Passage of the proposed Health Care Provider Stability Act would prevent health insurers from changing claims adjudication rules affecting reimbursement in the middle of multi-year provider contracts. Current contracts allow this practice, which supporters of the bill say prevents providers from predicting their revenues.
For example, insurers that once allowed separate payments for an office visit and a vaccination might decide to combine these costs, resulting in lower per-claim allowances.
Tennessee payers don't need the consent of contracted physicians to make such changes, The Tennessean noted. Proponents of the bill want changes to be mutually-agreed upon at the beginning of a new contract instead of unilaterally imposed in the middle of an existing one. However, the bill would allow payers to adjust reimbursement rates in mid-contract due to state or federal budget changes.
The Tennessee Medical Association--which represents more than 8,000 physicians--supports the bill, while Blue Cross Blue Shield of Tennessee--the state's largest insurer--does not.

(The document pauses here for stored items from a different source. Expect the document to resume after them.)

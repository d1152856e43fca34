use anyhow::Result;
use quiz_core::model::TagSet;

use super::Context;

pub async fn execute(ctx: &Context) -> Result<()> {
    let bank = ctx.services().await?.generator().load_bank().await?;
    let catalog = bank.tag_catalog();
    if catalog.is_empty() {
        println!("No questions found. Import a CSV bank first.");
        return Ok(());
    }

    let width = catalog.iter().map(|t| t.as_str().len()).max().unwrap_or(0);
    for tag in &catalog {
        let count = bank.matching_count(&TagSet::from([tag.clone()]));
        println!("{:<width$}  {count:>5}", tag.as_str());
    }
    println!("\n{} questions, {} tags.", bank.len(), catalog.len());
    if !bank.rejected().is_empty() {
        println!("{} rows were rejected as invalid.", bank.rejected().len());
    }
    Ok(())
}
use chrono::NaiveDate;
use serde::{Deserialize, Serialize};

use crate::model::problem_set::{ProblemSet, SequenceNumber};

/// Scored view of a completed problem set.
#[derive(Debug, Clone, PartialEq, Eq)]
pub struct RunResult {
    entries: ProblemSet,
    streak_per_entry: Vec<u32>,
    score: usize,
    max_streak: u32,
}

impl RunResult {
    pub(crate) fn new(
        entries: ProblemSet,
        streak_per_entry: Vec<u32>,
        score: usize,
        max_streak: u32,
    ) -> Self {
        Self {
            entries,
            streak_per_entry,
            score,
            max_streak,
        }
    }

    #[must_use]
    pub fn entries(&self) -> &ProblemSet {
        &self.entries
    }

    /// Streak value for each entry, aligned with `entries()`.
    #[must_use]
    pub fn streak_per_entry(&self) -> &[u32] {
        &self.streak_per_entry
    }

    #[must_use]
    pub fn score(&self) -> usize {
        self.score
    }

    #[must_use]
    pub fn total(&self) -> usize {
        self.entries.len()
    }

    #[must_use]
    pub fn incorrect(&self) -> usize {
        self.total() - self.score
    }

    #[must_use]
    pub fn max_streak(&self) -> u32 {
        self.max_streak
    }

    /// `score / total`, in `[0, 1]`.
    #[must_use]
    #[allow(clippy::cast_precision_loss)]
    pub fn accuracy(&self) -> f64 {
        self.score as f64 / self.total() as f64
    }

    /// Laplace-smoothed accuracy, `(score + 1) / (total + 2)`.
    #[must_use]
    #[allow(clippy::cast_precision_loss)]
    pub fn smoothed_accuracy(&self) -> f64 {
        (self.score as f64 + 1.0) / (self.total() as f64 + 2.0)
    }

    /// Accuracy as a percentage rounded to two decimals.
    #[must_use]
    pub fn accuracy_percent(&self) -> f64 {
        (self.accuracy() * 10_000.0).round() / 100.0
    }

    /// One point per entry for the results run chart.
    #[must_use]
    pub fn chart_points(&self) -> Vec<ChartPoint> {
        self.entries
            .entries()
            .iter()
            .zip(&self.streak_per_entry)
            .map(|(entry, streak)| ChartPoint {
                number: entry.sequence_number().number(),
                sequence_number: entry.sequence_number(),
                outcome: Outcome::from_correct(entry.correct()),
                streak: *streak,
            })
            .collect()
    }
}

#[derive(Debug, Clone, Copy, PartialEq, Eq, Serialize, Deserialize)]
pub enum Outcome {
    Correct,
    Incorrect,
}

impl Outcome {
    #[must_use]
    pub fn from_correct(correct: bool) -> Self {
        if correct { Self::Correct } else { Self::Incorrect }
    }

    #[must_use]
    pub fn as_str(self) -> &'static str {
        match self {
            Outcome::Correct => "Correct",
            Outcome::Incorrect => "Incorrect",
        }
    }
}

/// A run-chart point: question number against outcome and streak.
#[derive(Debug, Clone, PartialEq, Eq, Serialize, Deserialize)]
pub struct ChartPoint {
    pub number: usize,
    pub sequence_number: SequenceNumber,
    pub outcome: Outcome,
    pub streak: u32,
}

/// The row appended to the results sink for one completed run.
#[derive(Debug, Clone, PartialEq, Serialize, Deserialize)]
pub struct RunRecord {
    pub date: NaiveDate,
    pub score: u32,
    pub total: u32,
    pub duration_seconds: u64,
    pub accuracy: f64,
    pub smoothed_accuracy: f64,
    pub max_streak: u32,
    pub run_tags: String,
    pub missed_ids: String,
    pub missed_tags: String,
}
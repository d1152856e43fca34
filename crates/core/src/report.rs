//! Report of the questions a run got wrong.

use std::collections::BTreeSet;

use serde::{Deserialize, Serialize};

use crate::model::{LIST_SEPARATOR, ProblemSet, QuestionId, SequenceNumber, TagSet, join_tags};

/// One missed question as shown to the reviewer.
///
/// `id` is only present for authorized viewers.
#[derive(Debug, Clone, PartialEq, Eq, Serialize, Deserialize)]
pub struct ReportItem {
    pub sequence_number: SequenceNumber,
    pub question: String,
    pub answer: String,
    pub tags: TagSet,
    #[serde(default, skip_serializing_if = "Option::is_none")]
    pub id: Option<QuestionId>,
}

/// Missed questions plus their aggregate id and tag lists.
#[derive(Debug, Clone, PartialEq, Eq, Default, Serialize, Deserialize)]
pub struct IncorrectReport {
    pub items: Vec<ReportItem>,
    /// Distinct missed ids, ascending, joined with `"; "`.
    pub missed_ids: String,
    /// Distinct tags of missed questions, sorted, joined with `"; "`.
    pub missed_tags: String,
}

impl IncorrectReport {
    #[must_use]
    pub fn len(&self) -> usize {
        self.items.len()
    }

    #[must_use]
    pub fn is_empty(&self) -> bool {
        self.items.is_empty()
    }
}

/// Collect the entries with `correct = false`, in set order.
#[must_use]
pub fn build_report(entries: &ProblemSet, authorized: bool) -> IncorrectReport {
    let missed: Vec<_> = entries.entries().iter().filter(|e| !e.correct()).collect();

    let items = missed
        .iter()
        .map(|entry| ReportItem {
            sequence_number: entry.sequence_number(),
            question: entry.question().to_owned(),
            answer: entry.answer().to_owned(),
            tags: entry.tags().clone(),
            id: authorized.then(|| entry.id()),
        })
        .collect();

    let ids: BTreeSet<QuestionId> = missed.iter().map(|e| e.id()).collect();
    let missed_ids = ids
        .iter()
        .map(ToString::to_string)
        .collect::<Vec<_>>()
        .join(LIST_SEPARATOR);
    let missed_tags = join_tags(missed.iter().flat_map(|e| e.tags().iter()));

    IncorrectReport {
        items,
        missed_ids,
        missed_tags,
    }
}

/// Distinct tags across every entry of the set, sorted and joined with `"; "`.
#[must_use]
pub fn run_tags(entries: &ProblemSet) -> String {
    join_tags(entries.entries().iter().flat_map(|e| e.tags().iter()))
}

#[cfg(test)]
mod tests {
    use std::collections::BTreeSet;

    use super::*;
    use crate::model::{LIST_DELIMITER, QuestionRecord, parse_tag_list};

    fn record(id: u64, tags: &str) -> QuestionRecord {
        QuestionRecord::new(
            QuestionId::new(id),
            format!("Question {id}"),
            ["a", "b", "c", "d"],
            "c",
            parse_tag_list(tags),
        )
        .unwrap()
    }

    fn answered(records: &[QuestionRecord], outcomes: &[bool]) -> ProblemSet {
        let mut set = ProblemSet::from_records(records);
        for (i, correct) in outcomes.iter().enumerate() {
            set.get_mut(i).unwrap().record(*correct);
        }
        set
    }

    fn split(joined: &str) -> Vec<String> {
        joined
            .split(LIST_DELIMITER)
            .map(|s| s.trim().to_owned())
            .filter(|s| !s.is_empty())
            .collect()
    }

    #[test]
    fn report_contains_only_missed_entries() {
        let records = [record(1, "PCP"), record(2, "GEN"), record(3, "PCP"), record(4, "CHE")];
        let set = answered(&records, &[true, false, true, true]);

        let report = build_report(&set, false);
        assert_eq!(report.len(), 1);
        let item = &report.items[0];
        assert_eq!(item.sequence_number.to_string(), "Q-2");
        assert_eq!(item.question, "Question 2");
        assert_eq!(item.answer, "c");
        assert_eq!(item.id, None);
    }

    #[test]
    fn authorization_controls_the_id_field() {
        let records = [record(1, "PCP"), record(2, "GEN")];
        let set = answered(&records, &[true, false]);

        let public = build_report(&set, false);
        let private = build_report(&set, true);
        assert_eq!(private.items[0].id, Some(QuestionId::new(2)));

        let public_json = serde_json::to_value(&public.items[0]).unwrap();
        assert!(public_json.get("id").is_none());
        let private_json = serde_json::to_value(&private.items[0]).unwrap();
        assert_eq!(private_json["id"], 2);
        assert_eq!(private_json["sequence_number"], "Q-2");
    }

    #[test]
    fn aggregates_are_sorted_and_distinct() {
        let records = [
            record(12, "PCP; Distillation"),
            record(3, "Distillation"),
            record(40, "GEN"),
            record(100, "PCP"),
        ];
        let set = answered(&records, &[false, false, true, false]);
        let report = build_report(&set, true);

        assert_eq!(report.missed_ids, "3; 12; 100");
        assert_eq!(report.missed_tags, "Distillation; PCP");
    }

    #[test]
    fn aggregates_round_trip_through_naive_split() {
        let records = [record(5, "A; B"), record(6, "B; C"), record(7, "C")];
        let set = answered(&records, &[false, false, false]);
        let report = build_report(&set, true);

        let ids: BTreeSet<String> = split(&report.missed_ids).into_iter().collect();
        let expected_ids: BTreeSet<String> = ["5", "6", "7"].map(String::from).into();
        assert_eq!(ids, expected_ids);
        assert_eq!(split(&report.missed_ids).len(), ids.len());

        let tags = split(&report.missed_tags);
        let distinct: BTreeSet<&String> = tags.iter().collect();
        assert_eq!(tags.len(), distinct.len());
        assert_eq!(tags, vec!["A", "B", "C"]);
    }

    #[test]
    fn perfect_run_has_empty_report() {
        let records = [record(1, "PCP"), record(2, "GEN")];
        let set = answered(&records, &[true, true]);
        let report = build_report(&set, true);
        assert!(report.is_empty());
        assert_eq!(report.missed_ids, "");
        assert_eq!(report.missed_tags, "");
        assert_eq!(run_tags(&set), "GEN; PCP");
    }
}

BCBST said the bill's passage will hurt the quality of care customers receive and drive up costs. "We believe this bill actually attempts to legislate a business relationship between two private parties," BCBST spokesman Roy Vaughn told The Tennessean, "and so we think there are other ways to achieve that."
Other aspects of payers' financial relationships with providers have been making news. The American College of Physicians called on state and federal officials to impose tighter restrictions on narrow provider networks, as FierceHealthPayer reported. And Connecticut physicians filed a lawsuit against UnitedHealthcare for dropping 19 percent of its Medicare Advantage network.